20The respondent submits that the applicant has not met her onus in proving that she is substantially unable to perform the essential tasks of her pre-accident employment as a result of the accident. The respondent relies on the IE report of Dr. Maria Nesterenko dated May 7, 2024, who concluded that the applicant did not suffer a substantial inability to perform the essential tasks of her pre-accident employment, which involves cooking, making wings, cleaning and serving. During the physical examination of the applicant, Dr. Nesterenko found range of motion in the applicant’s neck, shoulders, elbows, wrists and back within normal limits. Although, Dr. Nesterenko found some tenderness in the applicant’s elbows, back and knees, she concluded that applicant’s strain/sprain injuries did not prevent her from returning to her pre-accident job.
21I find the medical evidence relied upon by the applicant does not support that she has a substantial inability to perform the essential tasks of her employment within the 104-week period. In addition, I find that the applicant has not provided a description of the essential tasks of her pre-accident employment.

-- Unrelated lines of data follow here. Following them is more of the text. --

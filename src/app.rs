use eframe::egui;

use crate::config::AppConfig;
use crate::state::AppState;
use crate::ui::{panels, results};

// ---------------------------------------------------------------------------
// eframe App implementation
// ---------------------------------------------------------------------------

pub struct LabExtractApp {
    pub state: AppState,
}

impl LabExtractApp {
    /// Build the app and load the default dataset.
    pub fn new(config: AppConfig) -> Self {
        let mut state = AppState::new(config);
        state.load_default();
        Self { state }
    }
}

impl eframe::App for LabExtractApp {
    fn update(&mut self, ctx: &egui::Context, _frame: &mut eframe::Frame) {
        // ---- Files dropped on the window replace the dataset ----
        let dropped = ctx.input(|i| i.raw.dropped_files.clone());
        if let Some(file) = dropped.into_iter().next() {
            match (file.path, file.bytes) {
                (Some(path), _) => self.state.load_upload(&path),
                (None, Some(bytes)) => self.state.load_upload_bytes(&file.name, bytes.to_vec()),
                (None, None) => {}
            }
        }

        // ---- Top panel: menu bar ----
        egui::TopBottomPanel::top("top_bar").show(ctx, |ui| {
            panels::top_bar(ui, &mut self.state);
        });

        // ---- Left side panel: selections ----
        egui::SidePanel::left("selection_panel")
            .default_width(280.0)
            .resizable(true)
            .show(ctx, |ui| {
                panels::side_panel(ui, &mut self.state);
            });

        // ---- Central panel: results ----
        egui::CentralPanel::default().show(ctx, |ui| {
            results::results_panel(ui, &mut self.state);
        });
    }
}
impl AppState {
    pub fn new(config: AppConfig) -> Self {
        Self {
            extractor: Extractor::from_config(&config),
            config,
            table: None,
            source: None,
            load_failure: None,
            upload_notice: None,
            selection: Selection::default(),
            outcome: None,
            status_message: None,
        }
    }

    fn tier_column(&self) -> &str {
        &self.config.columns.tier
    }

    // -- Loading --

    /// Load the configured default dataset. On failure the current table
    /// (if any) stays active and the usage hint is shown.
    pub fn load_default(&mut self) {
        let path = self.config.default_dataset.clone();
        match load_file(&path, self.tier_column()) {
            Ok(table) => {
                self.load_failure = None;
                self.set_table(table, DataSource::Default(path));
            }
            Err(e) => {
                log::error!("Failed to load default dataset {}: {e:#}", path.display());
                self.load_failure = Some(format!("Error while loading the data: {e}"));
            }
        }
    }

    /// Replace the active table with a user-chosen file. On failure the
    /// previous table stays active.
    pub fn load_upload(&mut self, path: &Path) {
        let result = load_file(path, self.tier_column());
        self.finish_upload(result, path.to_path_buf());
    }

    /// Same as [`AppState::load_upload`] for a workbook dropped as raw bytes.
    pub fn load_upload_bytes(&mut self, name: &str, bytes: Vec<u8>) {
        let result = load_workbook_bytes(bytes, self.tier_column());
        self.finish_upload(result, PathBuf::from(name));
    }

    fn finish_upload(&mut self, result: Result<FacilityTable, LoadError>, path: PathBuf) {
        match result {
            Ok(table) => {
                self.load_failure = None;
                self.upload_notice = Some(Notice::Success("File loaded successfully".into()));
                self.set_table(table, DataSource::Upload(path));
            }
            Err(e) => {
                log::warn!("Failed to load {}: {e:#}", path.display());
                let kept = if self.table.is_some() {
                    "; keeping the previously loaded data"
                } else {
                    ""
                };
                self.upload_notice = Some(Notice::Error(format!("Error while loading: {e}{kept}")));
            }
        }
    }

    /// Ingest a newly loaded table and reset the selections.
    pub fn set_table(&mut self, table: FacilityTable, source: DataSource) {
        log::info!(
            "Loaded {} laboratories with {} columns from {}",
            table.len(),
            table.columns.len(),
            source.path().display()
        );
        self.table = Some(table);
        self.source = Some(source);
        self.outcome = None;
        self.status_message = None;

        self.selection.tier = self.tier_options().into_iter().next();
        let variables = self.variable_options();
        self.selection.variable = variables
            .iter()
            .find(|v| **v == self.config.default_variable)
            .or(variables.first())
            .cloned();
        self.selection.value = self.value_options().into_iter().next();
    }

    // -- Options --

    /// Distinct non-missing tiers, sorted. Rows without a tier are ignored.
    pub fn tier_options(&self) -> Vec<CellValue> {
        self.table
            .as_ref()
            .map(|t| t.distinct_values(self.tier_column()))
            .unwrap_or_default()
    }

    /// All column names, sorted.
    pub fn variable_options(&self) -> Vec<String> {
        self.table
            .as_ref()
            .map(FacilityTable::sorted_columns)
            .unwrap_or_default()
    }

    /// Distinct non-missing values of the selected variable, sorted.
    pub fn value_options(&self) -> Vec<CellValue> {
        match (&self.table, &self.selection.variable) {
            (Some(table), Some(var)) => table.distinct_values(var),
            _ => Vec::new(),
        }
    }

    // -- Selection handlers --

    pub fn select_tier(&mut self, tier: CellValue) {
        log::debug!("Tier selected: {tier}");
        self.selection.tier = Some(tier);
        self.clear_outcome();
    }

    /// Select a variable; the value resets to its first option.
    pub fn select_variable(&mut self, variable: String) {
        log::debug!("Variable selected: {variable}");
        self.selection.variable = Some(variable);
        self.selection.value = self.value_options().into_iter().next();
        self.clear_outcome();
    }

    pub fn select_value(&mut self, value: CellValue) {
        log::debug!("Value selected: {value}");
        self.selection.value = Some(value);
        self.clear_outcome();
    }

    /// Fill the selection from a configured preset. Never exports.
    pub fn apply_preset(&mut self, index: usize) {
        let Some(preset) = self.config.presets.get(index).cloned() else {
            return;
        };
        log::debug!("Preset applied: {}", preset.label);
        self.selection = Selection {
            tier: Some(CellValue::Text(preset.tier)),
            variable: Some(preset.variable),
            value: Some(CellValue::Text(preset.value)),
        };
        self.clear_outcome();
    }

    fn clear_outcome(&mut self) {
        self.outcome = None;
        self.status_message = None;
    }

    // -- Extraction --

    /// Run the extraction for the current selection.
    pub fn generate(&mut self) {
        self.generate_at(Local::now().naive_local());
    }

    pub fn generate_at(&mut self, now: NaiveDateTime) {
        let Some(table) = &self.table else {
            return;
        };
        let (Some(tier), Some(variable), Some(value)) = (
            &self.selection.tier,
            &self.selection.variable,
            &self.selection.value,
        ) else {
            self.outcome = None;
            self.status_message = Some("Please select a valid value".into());
            return;
        };

        let criteria = FilterCriteria::new(tier.clone(), variable, value.clone());

        self.status_message = None;
        self.outcome = Some(match self.extractor.run(table, &criteria, now) {
            Ok(extraction) => Outcome::Extracted(Box::new(extraction)),
            Err(ExtractError::NoMatch) => Outcome::NoMatch,
            Err(e) => {
                log::warn!("Extraction failed: {e}");
                Outcome::Failed(e.to_string())
            }
        });
    }

    /// The artifact of the last successful extraction.
    pub fn extraction(&self) -> Option<&Extraction> {
        match &self.outcome {
            Some(Outcome::Extracted(e)) => Some(e),
            _ => None,
        }
    }

    /// Write the current artifact to `path`.
    pub fn save_artifact(&mut self, path: &Path) {
        let Some(extraction) = self.extraction() else {
            return;
        };
        match write_artifact(&extraction.artifact.bytes, path) {
            Ok(()) => {
                log::info!("Saved extraction to {}", path.display());
                self.status_message = Some(format!("Saved {}", path.display()));
            }
            Err(e) => {
                log::error!("{e:#}");
                self.status_message = Some(format!("Error: {e:#}"));
            }
        }
    }

    // -- Summary --

    pub fn total_rows(&self) -> usize {
        self.table.as_ref().map_or(0, FacilityTable::len)
    }

    /// Available tiers, comma separated.
    pub fn tier_list(&self) -> String {
        self.tier_options()
            .iter()
            .map(|t| t.to_string())
            .collect::<Vec<_>>()
            .join(", ")
    }

    /// Shown with a load failure of the default dataset.
    pub fn usage_hint(&self) -> String {
        format!(
            "How to use this application:\n\
             1. Load your data with \"Load workbook…\" in the side panel, or\n\
             2. Point `default_dataset` in {} (or ${}) at your file:\n   {}\n\
             3. Check that the sheet contains the column:\n   '{}'",
            crate::config::CONFIG_FILE,
            crate::config::CONFIG_ENV,
            self.config.default_dataset.display(),
            self.tier_column()
        )
    }
}

fn write_artifact(bytes: &[u8], path: &Path) -> Result<()> {
    std::fs::write(path, bytes).with_context(|| format!("writing {}", path.display()))
}

/// File name proposed in the save dialog: the artifact name with path
/// separators replaced.
pub fn download_file_name(name: &str) -> String {
    name.replace(['/', '\\'], "_")
}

22I find that the applicant has not met her burden in proving that she has suffered a substantial inability to perform the essential tasks of her employment as a kitchen helper at Sutha Wing Shop within 104 weeks after the accident.
23The applicant did not address the question of whether she satisfies the test for post-104-weeks IRBs. I find that the applicant makes no submissions, nor does she direct me to any evidence in support of whether she has a complete inability to engage in any employment or self-employment for which she is reasonably suited by education, training or experience.
24For the above-noted reasons, I find that the applicant has not met her burden of proving on a balance of probabilities that she meets the pre- or post-104-wek IRB test. As a result, she is not entitled to payment of an IRB in the amount of $400.00 per week from July 21, 2023 to date and ongoing.
Section 44 of the Schedule
25The applicant did not file submissions on eligibility to IRBs. Instead, she focused on the respondent’s non-compliance with s. 44 of the Schedule. I find that the applicant failed to attend properly scheduled IEs, without providing a reasonable explanation.
26Under s. 44 of the Schedule, the applicant is required to attend at IEs if the following conditions are met:
a. IEs are to be conducted not more often than is reasonably necessary;
b. IEs are to be conducted by regulated health professionals or people who have expertise in vocational rehabilitation;
c. The IEs are to be scheduled for a day, time, and place convenient to the applicant;
d. The respondent is required to provide notice of the IE to the applicant five or more business days before the IE;
e. The IE notice is required to provide the applicant with the medical and any other reasons for the IE, whether she was required to attend and if so, the day, time and location of the IE and the name of the IE assessors, their regulated health profession, and their titles and designations indicating their specialization, if any.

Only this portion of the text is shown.